Krüppel-like Factor 4 Modulates Development of BMI1+ Intestinal Stem Cell-Derived Lineage Following γ-Radiation-Induced Gut Injury in Mice

• Main Authors: Jes G. Kuruvilla, Chang-Kyung Kim, Amr M. Ghaleb, Agnieszka B. Bialkowska, Calvin J. Kuo, Vincent W. Yang
• Format: Article
• Language: English
• Published: Elsevier 2016-06-01
• Series: Stem Cell Reports
• Online Access: http://www.sciencedirect.com/science/article/pii/S221367111630039X

Summary: In response to ionizing radiation-induced injury, the normally quiescent intestinal stem cells marked by BMI1 participate in the regenerative response. Previously, we established a protective role for Krüppel-like factor 4 (KLF4) in the intestinal epithelium where it reduces senescence, apoptosis, and crypt atrophy following γ-radiation-induced gut injury. We also described a pro-proliferative function for KLF4 during the regenerative phase post irradiation. In the current study, using a mouse model in which Klf4 is deleted from quiescent BMI1+ intestinal stem cells, we observed increased proliferation from the BMI1+ lineage during homeostasis.

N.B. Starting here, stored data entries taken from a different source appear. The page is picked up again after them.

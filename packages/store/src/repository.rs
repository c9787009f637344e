//! Collaborator traits the review service reads from and writes to.

use async_trait::async_trait;

use revassign_review_models::{
    AssignmentStat, PrStatus, PullRequest, PullRequestShort, Team, User,
};

/// Errors that can occur when using a store.
#[derive(Debug, thiserror::Error)]
pub enum StoreError {
    /// User not found.
    #[error("User not found: {0}")]
    UserNotFound(String),

    /// Team not found.
    #[error("Team not found: {0}")]
    TeamNotFound(String),

    /// Pull request not found.
    #[error("Pull request not found: {0}")]
    PrNotFound(String),

    /// Team name already registered.
    #[error("Team already exists: {0}")]
    TeamExists(String),

    /// User id already registered.
    #[error("User already exists: {0}")]
    UserExists(String),

    /// Pull request id already in use.
    #[error("Pull request already exists: {0}")]
    PrExists(String),

    /// Failed to read or write the backing file.
    #[error("Storage I/O failed: {0}")]
    Io(#[from] std::io::Error),

    /// Failed to parse stored data.
    #[error("Failed to parse stored data: {0}")]
    Parse(serde_json::Error),

    /// Failed to serialize data.
    #[error("Failed to serialize data: {0}")]
    Serialize(serde_json::Error),

    /// Could not determine data directory.
    #[error("Could not determine data directory")]
    NoDataDir,
}

impl StoreError {
    #[must_use]
    pub const fn is_not_found(&self) -> bool {
        matches!(
            self,
            Self::UserNotFound(_) | Self::TeamNotFound(_) | Self::PrNotFound(_)
        )
    }

    #[must_use]
    pub const fn is_already_exists(&self) -> bool {
        matches!(
            self,
            Self::TeamExists(_) | Self::UserExists(_) | Self::PrExists(_)
        )
    }
}

/// Durable store of teams and users.
#[async_trait]
pub trait Directory: Send + Sync {
    /// Register a team together with its members.
    ///
    /// # Errors
    ///
    /// * `StoreError::TeamExists` if the team name is taken
    /// * `StoreError::UserExists` if any member id is already registered
    async fn add_team(&self, team: Team) -> Result<(), StoreError>;

    /// # Errors
    ///
    /// Returns `StoreError::TeamNotFound` if no team has this name.
    async fn get_team(&self, team_name: &str) -> Result<Team, StoreError>;

    /// # Errors
    ///
    /// Returns `StoreError::UserNotFound` if no user has this id.
    async fn get_user(&self, user_id: &str) -> Result<User, StoreError>;

    /// Members of a team in registration order. Unknown teams yield an empty
    /// list.
    ///
    /// # Errors
    ///
    /// Returns an error only if the backend fails.
    async fn get_users_by_team(&self, team_name: &str) -> Result<Vec<User>, StoreError>;

    /// Set a user's active flag and return the updated user.
    ///
    /// # Errors
    ///
    /// Returns `StoreError::UserNotFound` if no user has this id.
    async fn set_user_active(&self, user_id: &str, is_active: bool) -> Result<User, StoreError>;

    /// Mark every member of a team inactive in one step, returning the ids
    /// of all members.
    ///
    /// # Errors
    ///
    /// Returns `StoreError::TeamNotFound` if no team has this name.
    async fn deactivate_team(&self, team_name: &str) -> Result<Vec<String>, StoreError>;
}

/// Durable store of pull requests keyed by id.
#[async_trait]
pub trait PullRequestStore: Send + Sync {
    /// # Errors
    ///
    /// Returns `StoreError::PrNotFound` if no pull request has this id.
    async fn get_pr(&self, pull_request_id: &str) -> Result<PullRequest, StoreError>;

    /// # Errors
    ///
    /// Returns `StoreError::PrExists` if the id is already in use.
    async fn create_pr(&self, pr: &PullRequest) -> Result<(), StoreError>;

    /// Overwrite the stored pull request with the same id.
    ///
    /// # Errors
    ///
    /// Returns `StoreError::PrNotFound` if no pull request has this id.
    async fn replace_pr(&self, pr: &PullRequest) -> Result<(), StoreError>;

    /// Every pull request, open or merged, the user is assigned to review.
    ///
    /// # Errors
    ///
    /// Returns an error only if the backend fails.
    async fn get_prs_by_reviewer(&self, user_id: &str)
    -> Result<Vec<PullRequestShort>, StoreError>;

    /// Open pull requests the user is assigned to review.
    ///
    /// # Errors
    ///
    /// Returns an error only if the backend fails.
    async fn get_open_prs_by_reviewer(
        &self,
        user_id: &str,
    ) -> Result<Vec<PullRequestShort>, StoreError> {
        let mut prs = self.get_prs_by_reviewer(user_id).await?;
        prs.retain(|pr| pr.status == PrStatus::Open);
        Ok(prs)
    }

    /// Number of review assignments per user across all pull requests,
    /// highest count first.
    ///
    /// # Errors
    ///
    /// Returns an error only if the backend fails.
    async fn assignment_stats(&self) -> Result<Vec<AssignmentStat>, StoreError>;
}

/// A backend that serves both collaborator roles.
pub trait Store: Directory + PullRequestStore {}

impl<T: Directory + PullRequestStore> Store for T {}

In contrast, following irradiation, Bmi1-specific Klf4 deletion leads to decreased expansion of the BMI1+ lineage due to a combination of reduced proliferation and increased apoptosis. Our results support a critical role for KLF4 in modulating BMI1+ intestinal stem cell fate in both homeostasis and the regenerative response to radiation injury. : Yang and colleagues investigated the function of KLF4 in modulating fate of the BMI1+ intestinal stem cells (ISCs). They show that KLF4 restricts proliferation of normally quiescent BMI1+ ISCs at homeostasis but promotes expansion of the BMI1+ lineage during the regenerative phase after radiation-induced gut injury. These results demonstrate a context-dependent nature of KLF4 in modulating ISC lineage determination.